Over the past few weeks, the incoming administration has announced its nominees to head the Departments of Justice, Education, and Health and Human Services, and it has named some of the people who will help guide strategy within the White House. These individuals will be primarily responsible for shaping our nation’s priorities over the next four years. But the personal history that each of these appointees brings to their job makes it highly doubtful that all of us living here in the U.S., regardless of where we were born, will be treated equally under the incoming administration.
Take, for example, Sen. Jeff Sessions, the nominee for attorney general (who heads the Dept. of Justice). Sessions has gone through a Senate confirmation process before—and he failed it.
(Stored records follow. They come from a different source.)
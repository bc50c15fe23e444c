// =============================================================================
// Binance Broker — kline backfill and HMAC-SHA256 signed market orders
// =============================================================================
//
// SECURITY: The secret key is never logged or serialized. All signed requests
// include X-MBX-APIKEY as a header and a recvWindow of 5 000 ms to tolerate
// minor clock drift between the bot and Binance servers.
// =============================================================================

use anyhow::{bail, Context, Result};
use async_trait::async_trait;
use chrono::{DateTime, TimeZone, Utc};
use hmac::{Hmac, Mac};
use reqwest::header::{HeaderMap, HeaderValue};
use sha2::Sha256;
use tracing::{debug, info, instrument, warn};

use super::{interval_for_period, Broker, OrderAck, OrderRequest};
use crate::types::Candle;

type HmacSha256 = Hmac<Sha256>;

/// Default recv-window sent with every signed request (milliseconds).
const RECV_WINDOW: u64 = 5000;

/// Largest page `GET /api/v3/klines` will return.
const KLINES_PAGE_LIMIT: usize = 1000;

pub const DEFAULT_BASE_URL: &str = "https://api.binance.com";

#[derive(Clone)]
pub struct BinanceBroker {
    secret: String,
    base_url: String,
    client: reqwest::Client,
}

impl BinanceBroker {
    /// `api_key` is sent as a header, never in query params. `secret` is
    /// used exclusively for HMAC signing.
    pub fn new(api_key: &str, secret: impl Into<String>, base_url: impl Into<String>) -> Result<Self> {
        let mut default_headers = HeaderMap::new();
        if !api_key.is_empty() {
            let val = HeaderValue::from_str(api_key).context("BINANCE_API_KEY is not a valid header value")?;
            default_headers.insert("X-MBX-APIKEY", val);
        }

        let client = reqwest::Client::builder()
            .default_headers(default_headers)
            .timeout(std::time::Duration::from_secs(10))
            .build()
            .context("failed to build reqwest client")?;

        let base_url = base_url.into().trim_end_matches('/').to_string();
        debug!(base_url = %base_url, "BinanceBroker initialised");

        Ok(Self {
            secret: secret.into(),
            base_url,
            client,
        })
    }

    /// Build from `BINANCE_API_KEY`, `BINANCE_API_SECRET` and the optional
    /// `BINANCE_BASE_URL`.
    pub fn from_env() -> Result<Self> {
        let api_key = std::env::var("BINANCE_API_KEY").unwrap_or_default();
        let secret = std::env::var("BINANCE_API_SECRET").unwrap_or_default();
        let base_url = std::env::var("BINANCE_BASE_URL").unwrap_or_else(|_| DEFAULT_BASE_URL.to_string());
        if api_key.is_empty() || secret.is_empty() {
            warn!("BINANCE_API_KEY / BINANCE_API_SECRET not set; signed requests will be rejected");
        }
        Self::new(&api_key, secret, base_url)
    }

    // -------------------------------------------------------------------------
    // Signing helpers
    // -------------------------------------------------------------------------

    /// HMAC-SHA256 hex signature of `query`.
    pub fn sign(&self, query: &str) -> Result<String> {
        let mut mac = HmacSha256::new_from_slice(self.secret.as_bytes()).context("invalid HMAC key")?;
        mac.update(query.as_bytes());
        Ok(hex::encode(mac.finalize().into_bytes()))
    }

    /// Appends timestamp, recvWindow and signature to `params`.
    fn signed_query(&self, params: &str) -> Result<String> {
        let ts = Utc::now().timestamp_millis();
        let base = if params.is_empty() {
            format!("timestamp={ts}&recvWindow={RECV_WINDOW}")
        } else {
            format!("{params}&timestamp={ts}&recvWindow={RECV_WINDOW}")
        };
        let sig = self.sign(&base)?;
        Ok(format!("{base}&signature={sig}"))
    }

    // -------------------------------------------------------------------------
    // Public market data
    // -------------------------------------------------------------------------

    /// GET /api/v3/klines (public). One page starting at `start_ms`.
    #[instrument(skip(self), name = "binance::get_klines")]
    async fn get_klines(&self, symbol: &str, interval: &str, start_ms: i64) -> Result<Vec<Candle>> {
        let url = format!(
            "{}/api/v3/klines?symbol={}&interval={}&startTime={}&limit={}",
            self.base_url, symbol, interval, start_ms, KLINES_PAGE_LIMIT
        );

        let resp = self
            .client
            .get(&url)
            .send()
            .await
            .context("GET /api/v3/klines request failed")?;

        let status = resp.status();
        let body: serde_json::Value = resp.json().await.context("failed to parse klines response")?;

        if !status.is_success() {
            bail!("Binance GET /api/v3/klines returned {}: {}", status, body);
        }

        parse_klines(&body)
    }

    // -------------------------------------------------------------------------
    // Orders
    // -------------------------------------------------------------------------

    /// POST /api/v3/order (signed). MARKET order sized in quote currency.
    #[instrument(skip(self, order), fields(id = %order.id, symbol = %order.symbol, side = %order.side), name = "binance::place_order")]
    async fn place_market_order(&self, order: &OrderRequest) -> Result<serde_json::Value> {
        let params = format!(
            "symbol={}&side={}&type=MARKET&quoteOrderQty={}&newClientOrderId={}",
            order.symbol,
            order.side.as_str(),
            order.amount,
            order.id
        );
        let qs = self.signed_query(&params)?;
        let url = format!("{}/api/v3/order?{}", self.base_url, qs);

        debug!(amount = order.amount, "placing market order");

        let resp = self
            .client
            .post(&url)
            .send()
            .await
            .context("POST /api/v3/order request failed")?;

        let status = resp.status();
        let body: serde_json::Value = resp.json().await.context("failed to parse order response")?;

        if !status.is_success() {
            bail!("Binance POST /api/v3/order returned {}: {}", status, body);
        }

        Ok(body)
    }
}

#[async_trait]
impl Broker for BinanceBroker {
    async fn fetch_candles(&self, symbol: &str, from: DateTime<Utc>, period_seconds: u32) -> Result<Vec<Candle>> {
        let interval = interval_for_period(period_seconds)?;
        let now_ms = Utc::now().timestamp_millis();
        let mut start_ms = from.timestamp_millis();
        let mut candles: Vec<Candle> = Vec::new();

        while start_ms <= now_ms {
            let page = self.get_klines(symbol, interval, start_ms).await?;
            let Some(last) = page.last() else { break };
            let next_ms = last.timestamp.timestamp_millis() + 1;
            let full_page = page.len() == KLINES_PAGE_LIMIT;

            candles.extend(page);
            if !full_page {
                break;
            }
            start_ms = next_ms;
        }

        info!(symbol, interval, count = candles.len(), from = %from.to_rfc3339(), "klines backfilled");
        Ok(candles)
    }

    async fn submit_order(&self, order: &OrderRequest) -> Result<OrderAck> {
        let body = self.place_market_order(order).await?;
        let order_id = body
            .get("orderId")
            .map(|v| v.to_string())
            .unwrap_or_else(|| order.id.clone());
        let status = body
            .get("status")
            .and_then(|v| v.as_str())
            .unwrap_or("UNKNOWN")
            .to_string();

        info!(order_id = %order_id, status = %status, "order accepted");
        Ok(OrderAck {
            order_id,
            status,
            raw: body,
        })
    }
}

impl std::fmt::Debug for BinanceBroker {
    fn fmt(&self, f: &mut std::fmt::Formatter<'_>) -> std::fmt::Result {
        f.debug_struct("BinanceBroker")
            .field("api_key", &"<redacted>")
            .field("secret", &"<redacted>")
            .field("base_url", &self.base_url)
            .finish()
    }
}

// -----------------------------------------------------------------------------
// Kline parsing
// -----------------------------------------------------------------------------

/// Parse Binance's array-of-arrays klines response.
///
/// Array indices:
///   [0] openTime, [1] open, [2] high, [3] low, [4] close, [5] volume,
///   [6] closeTime, ...
fn parse_klines(body: &serde_json::Value) -> Result<Vec<Candle>> {
    let raw = body.as_array().context("klines response is not an array")?;
    let mut candles = Vec::with_capacity(raw.len());

    for entry in raw {
        let arr = entry.as_array().context("kline entry is not an array")?;
        if arr.len() < 5 {
            warn!("skipping malformed kline entry with {} elements", arr.len());
            continue;
        }
        candles.push(parse_kline_row(arr)?);
    }

    Ok(candles)
}

fn parse_kline_row(arr: &[serde_json::Value]) -> Result<Candle> {
    let open_time = arr[0].as_i64().context("kline openTime is not an integer")?;
    let timestamp = Utc
        .timestamp_millis_opt(open_time)
        .single()
        .with_context(|| format!("kline openTime {open_time} out of range"))?;

    Ok(Candle::new(
        timestamp,
        parse_str_f64(&arr[1])?,
        parse_str_f64(&arr[2])?,
        parse_str_f64(&arr[3])?,
        parse_str_f64(&arr[4])?,
    ))
}

/// Parse a JSON value that may be either a string or a number into `f64`.
fn parse_str_f64(val: &serde_json::Value) -> Result<f64> {
    if let Some(s) = val.as_str() {
        s.parse::<f64>().with_context(|| format!("failed to parse '{s}' as f64"))
    } else if let Some(n) = val.as_f64() {
        Ok(n)
    } else {
        bail!("expected string or number, got: {val}")
    }
}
In June 1986, the Senate Judiciary Committee, whose majority was Republican, voted to reject his nomination by Ronald Reagan to be a federal district judge in Alabama. It was Sessions’ history of making racist remarks that sank his nomination.
Sessions has not done anything in the intervening years to lead anyone to believe that he has changed his perspective or rhetoric. In 2006, he argued that Dominican immigrants have almost nothing to contribute to the United States. In 2011, he dismissed the humanitarian crisis created by Alabama’s anti-immigrant law as simply an “unpleasant consequence” of the law.
The attorney general, our nation’s chief law enforcement officer, is charged with protecting the constitutional rights of all people, regardless of what they look like, how they identify, where they were born, or how much money they have. Sessions has proven time and time again that he does not have the character or judgment necessary to ensure that justice is truly applied equally.
The Senate has an important role to play in ensuring that those appointed to lead the nation are capable of doing so. Our senators are charged with carefully examining the record of each person nominated by President-elect Trump and determining whether they are capable of carrying out the responsibilities of the roles for which they’ve been selected.
Sessions clearly is not an appropriate choice to head the Justice Dept. The Republican-controlled Senate Judiciary Committee did the right thing 30 years ago by refusing even to send his nomination for a federal judgeship to the Senate floor, thus killing it. Our tolerance for hateful rhetoric and divisive speech should not be higher today than it was then.